FOCUSING-ORIENTED THERAPY, OR FOCUSING, AS ITS COMMONLY CALLED, IS A "BODY-ORIENTED PROCESS OF SELF-AWARENESS AND EMOTIONAL HEALING, IN WHICH WE LEARN TO BECOME AWARE OF THE SUBTLE LEVEL OF KNOWING THAT SPEAKS TO US THROUGH THE BODY" (The International Focusing Institute, 2004).
Focusing comes from the pioneering work of philosopher and psychologist Eugene Gendlin at the University of Chicago, where he collaborated with Carl Rogers. Gendlin and colleagues studied the reasons why some clients improved in therapy and others didn’t. What he found was surprising. Progress was not determined by the therapist’s technique, orientation, or even the issue being discussed. The difference was what the client was naturally doing internally. The clients who regularly checked in with themselves and their bodily felt sense were more successful.

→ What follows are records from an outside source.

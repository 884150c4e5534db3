//! Cells as delivered by the server

use crate::reference::CellReference;
use crate::style::Style;
use crate::value::{CellError, CellValue};

/// A formula and the value it last evaluated to
#[derive(Debug, Clone, PartialEq, Default)]
#[cfg_attr(
    feature = "serde",
    derive(serde::Serialize, serde::Deserialize),
    serde(default)
)]
pub struct Formula {
    /// Formula text as typed (e.g., "=SUM(A1:A10)")
    pub text: String,
    /// Computed value, `None` until evaluated
    pub value: Option<CellValue>,
}

impl Formula {
    /// Create an unevaluated formula
    pub fn new<S: Into<String>>(text: S) -> Self {
        Self {
            text: text.into(),
            value: None,
        }
    }

    /// Set the computed value
    pub fn with_value<V: Into<CellValue>>(mut self, value: V) -> Self {
        self.value = Some(value.into());
        self
    }

    /// The computed error, if the formula evaluated to one
    pub fn error(&self) -> Option<CellError> {
        self.value.as_ref().and_then(CellValue::error)
    }
}

/// A cell: its formula, computed value and style
#[derive(Debug, Clone, PartialEq)]
#[cfg_attr(
    feature = "serde",
    derive(serde::Serialize, serde::Deserialize),
    serde(rename_all = "camelCase")
)]
pub struct Cell {
    /// Where the cell lives
    pub reference: CellReference,
    /// Formula and computed value
    #[cfg_attr(feature = "serde", serde(default))]
    pub formula: Formula,
    /// Cell style, overlaid on the spreadsheet default
    #[cfg_attr(feature = "serde", serde(default))]
    pub style: Style,
    /// Value formatted for display
    #[cfg_attr(feature = "serde", serde(default))]
    pub formatted: Option<String>,
}

impl Cell {
    /// Create a cell with the given formula text
    pub fn new<S: Into<String>>(reference: CellReference, formula: S) -> Self {
        Self {
            reference,
            formula: Formula::new(formula),
            style: Style::default(),
            formatted: None,
        }
    }

    /// Set the computed value
    pub fn with_value<V: Into<CellValue>>(mut self, value: V) -> Self {
        self.formula.value = Some(value.into());
        self
    }

    /// Set the style
    pub fn with_style(mut self, style: Style) -> Self {
        self.style = style;
        self
    }

    /// Set the formatted text
    pub fn with_formatted<S: Into<String>>(mut self, formatted: S) -> Self {
        self.formatted = Some(formatted.into());
        self
    }

    /// The computed value, if any
    pub fn value(&self) -> Option<&CellValue> {
        self.formula.value.as_ref()
    }

    /// Text to paint: formatted text, else the computed value, else the formula text
    pub fn display_text(&self) -> String {
        if let Some(formatted) = &self.formatted {
            return formatted.clone();
        }
        match &self.formula.value {
            Some(value) => value.to_string(),
            None => self.formula.text.clone(),
        }
    }
}

#[cfg(test)]
mod tests {
    use super::*;

    fn a1() -> CellReference {
        CellReference::parse("A1").unwrap()
    }

    #[test]
    fn test_display_text() {
        let cell = Cell::new(a1(), "=1+2");
        assert_eq!(cell.display_text(), "=1+2");
        assert_eq!(cell.value(), None);

        let cell = cell.with_value(3.0);
        assert_eq!(cell.display_text(), "3");

        let cell = cell.with_formatted("3.00");
        assert_eq!(cell.display_text(), "3.00");
    }

    #[test]
    fn test_formula_error() {
        let formula = Formula::new("=1/0").with_value(CellError::Div0);
        assert_eq!(formula.error(), Some(CellError::Div0));
        assert_eq!(Formula::new("=1").with_value(1.0).error(), None);
    }
}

Gendlin then proceeded to develop a philosophy, and more specifically a sequence of steps, a way of listening, that anyone could use to make that same successful exploration.

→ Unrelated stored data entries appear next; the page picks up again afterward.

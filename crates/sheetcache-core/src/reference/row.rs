//! Row references

use crate::error::{Error, Result};
use crate::MAX_ROWS;
use std::fmt;
use std::str::FromStr;

/// A row reference (0-based internally, 1-based in display)
#[derive(Debug, Clone, Copy, PartialEq, Eq, PartialOrd, Ord, Hash)]
pub struct RowReference(u32);

impl RowReference {
    /// Create a row reference from a 0-based index
    pub fn new(index: u32) -> Result<Self> {
        if index >= MAX_ROWS {
            return Err(Error::RowOutOfBounds(index, MAX_ROWS - 1));
        }
        Ok(Self(index))
    }

    /// The 0-based index
    pub fn index(&self) -> u32 {
        self.0
    }

    /// The next row down, if any
    pub fn next(&self) -> Option<Self> {
        Self::new(self.0.checked_add(1)?).ok()
    }

    /// Parse a 1-based row number with an optional leading `$`
    pub fn parse(s: &str) -> Result<Self> {
        let digits = s.trim();
        let digits = digits.strip_prefix('$').unwrap_or(digits);
        if digits.is_empty() || !digits.bytes().all(|b| b.is_ascii_digit()) {
            return Err(Error::InvalidRow(format!("invalid row number in '{}'", s)));
        }

        let row: u32 = digits
            .parse()
            .map_err(|_| Error::InvalidRow(format!("invalid row number in '{}'", s)))?;

        if row == 0 {
            return Err(Error::InvalidRow(format!(
                "row number must be >= 1 in '{}'",
                s
            )));
        }

        Self::new(row - 1)
    }
}

impl fmt::Display for RowReference {
    fn fmt(&self, f: &mut fmt::Formatter<'_>) -> fmt::Result {
        write!(f, "{}", self.0 + 1)
    }
}

impl FromStr for RowReference {
    type Err = Error;

    fn from_str(s: &str) -> Result<Self> {
        Self::parse(s)
    }
}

In Focusing, the therapist facilitates this checking-in process, and without judgment or evaluation, helps the client listen in to their own intricate bodily sensed experience. The client ultimately makes contact with the felt sense, and new meanings can emerge.
When we attempt to solve our problems with what we already know, think, and feel, then we may find that we are just going in circles. But from the felt sense level of awareness, something new can emerge, and real change can occur. It transcends what is known on the levels of behaviour, emotion, and cognition, and brings meaning from a new level which has all these functioning implicitly in one whole bodily sense.
Focusing can easily be combined with art, movement, dreamwork, and just good old talk therapy.
You do not need to be familiar with body-centred work, or even comfortable with it, to find benefit in this process. It and your therapist will meet you exactly where you are.